2019-07-13 20:46:22 | 日記
2019年7月9日(火)
 代休を活用して、Sさんと半日の囲碁三昧。二局目の途中で許可をもらって盤面をパチリ。次は黒の手番(85手目)である。勝敗はいつだって下駄を履くまで分からないが、そのことではなく日頃打ちたいと思う碁が、珍しくも打てているのが嬉しくて。
 後日別の人に写真を見せたら、「どっちのこと?黒は白8子を取り込んでいるけれど、見えてる地は白の方が多いんじゃないの?」と不得要領。そう見えるかな。自分の目がおかしいかな。 

 

 黒石が歓喜していると僕には見える。全局的にしっかりした形で外に回り、8子を取りこんだ部分に鉄壁の厚みができているのがとりわけ嬉しい。逆にその部分で10子ぐらい取られているとしても、この厚みならたっぷりおつりが来るだろう。後は厚みにためた力を生かして、収穫を挙げつつ追い込んでいく、追い込みを可能にするのがしっかりした良い形である。
 そうか、本当に打ちたいのは、成り行きではなく計画的な捨て石によって、こんな好形を築く碁なのだった。それができれば高段の芸、まだまだそこには届かない。

***

 素人遊びとプロの芸を一緒にしては申し訳なく、畑も違うことながらふと目にとまったので。
 大相撲名古屋場所、東小結の阿炎(あび)は期待の大器だが、このままではどんなものか。見ていてどこかおかしいと思うのはナゼだろうか。4日目の横綱鶴竜戦で、ああそうかと気がついた。



 突っ張りの威力に目を奪われて注目が上半身に向かいがちだが、相撲の強さはかかって下半身にある。

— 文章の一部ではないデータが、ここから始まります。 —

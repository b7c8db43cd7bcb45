use chrono::Utc;
use serde::Serialize;

/// `{success, message, timestamp, data?}` envelope shared by every endpoint
#[derive(Debug, Clone, Serialize)]
pub struct ApiResponse<T: Serialize> {
    pub success: bool,
    pub message: String,
    pub timestamp: String,
    #[serde(skip_serializing_if = "Option::is_none")]
    pub data: Option<T>,
}

impl<T: Serialize> ApiResponse<T> {
    pub fn ok(message: impl Into<String>, data: T) -> Self {
        Self {
            success: true,
            message: message.into(),
            timestamp: Utc::now().to_rfc3339(),
            data: Some(data),
        }
    }
}

impl ApiResponse<()> {
    pub fn error(message: impl Into<String>) -> Self {
        Self {
            success: false,
            message: message.into(),
            timestamp: Utc::now().to_rfc3339(),
            data: None,
        }
    }
}
use once_cell::sync::Lazy;
use regex::Regex;

use crate::domain::health::{Category, ClassifiedRecord, HealthRecord, LOW_BIRTH_WEIGHT_GRAMS};

/// Free-text status hints meaning "low birth weight"
static LOW_WEIGHT_HINT: Lazy<Regex> =
    Lazy::new(|| Regex::new(r"(?i)ต่ำ|\blow|\blbw\b").unwrap());

/// Classify a valid record. Rules are evaluated in order, first match wins:
/// 1. gestational age known, weight unknown -> Pregnant
/// 2. 0 < weight < 2500 g -> LowWeight
/// 3. weight >= 2500 g -> NormalWeight
/// 4. low-weight hint in the type column -> LowWeight, else Unknown
pub fn classify(record: &HealthRecord) -> Category {
    let weight = record.weight_grams;

    if record.gestational_weeks > 0.0 && weight == 0.0 {
        Category::Pregnant
    } else if weight > 0.0 && weight < LOW_BIRTH_WEIGHT_GRAMS {
        Category::LowWeight
    } else if weight >= LOW_BIRTH_WEIGHT_GRAMS {
        Category::NormalWeight
    } else if record
        .raw_type
        .value()
        .map(|hint| LOW_WEIGHT_HINT.is_match(hint))
        .unwrap_or(false)
    {
        Category::LowWeight
    } else {
        Category::Unknown
    }
}

/// Fresh classification pass over `records`
pub fn classify_all(records: Vec<HealthRecord>) -> Vec<ClassifiedRecord> {
    records
        .into_iter()
        .map(|record| {
            let category = classify(&record);
            ClassifiedRecord { record, category }
        })
        .collect()
}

足の形に注目したい。向かって左、鶴竜は足裏全体が土俵にぴったり付き、腰を落として下からあてがっている。土俵をしっかり踏まえ、そこにためた力が腕まで自然に伝わっていく。対する阿炎はつま先だって腰が高く、上半身から前のめりに突っ込んでいる。見た目ほどの力が腕にもこもらない。


 相撲の稽古の基本は、四股とテッポウ、そしてすり足である。白鵬がこの基本動作に驚くほどの時間をかけること、よく知られている。いつもすり足、どこでもすり足、つま先立ちで前のめりに突進するという発想は相撲にない。何だかヘンに見えたのはそこだったようだ。
 阿炎の師匠錣山(しころやま)親方は元つっぱり名人の関脇寺尾、きっと修正が入るに違いない。それまでの間、この上の活躍はちょっと難しいかなと素人雀のサエズリ、他人様のことはよく見えるのである。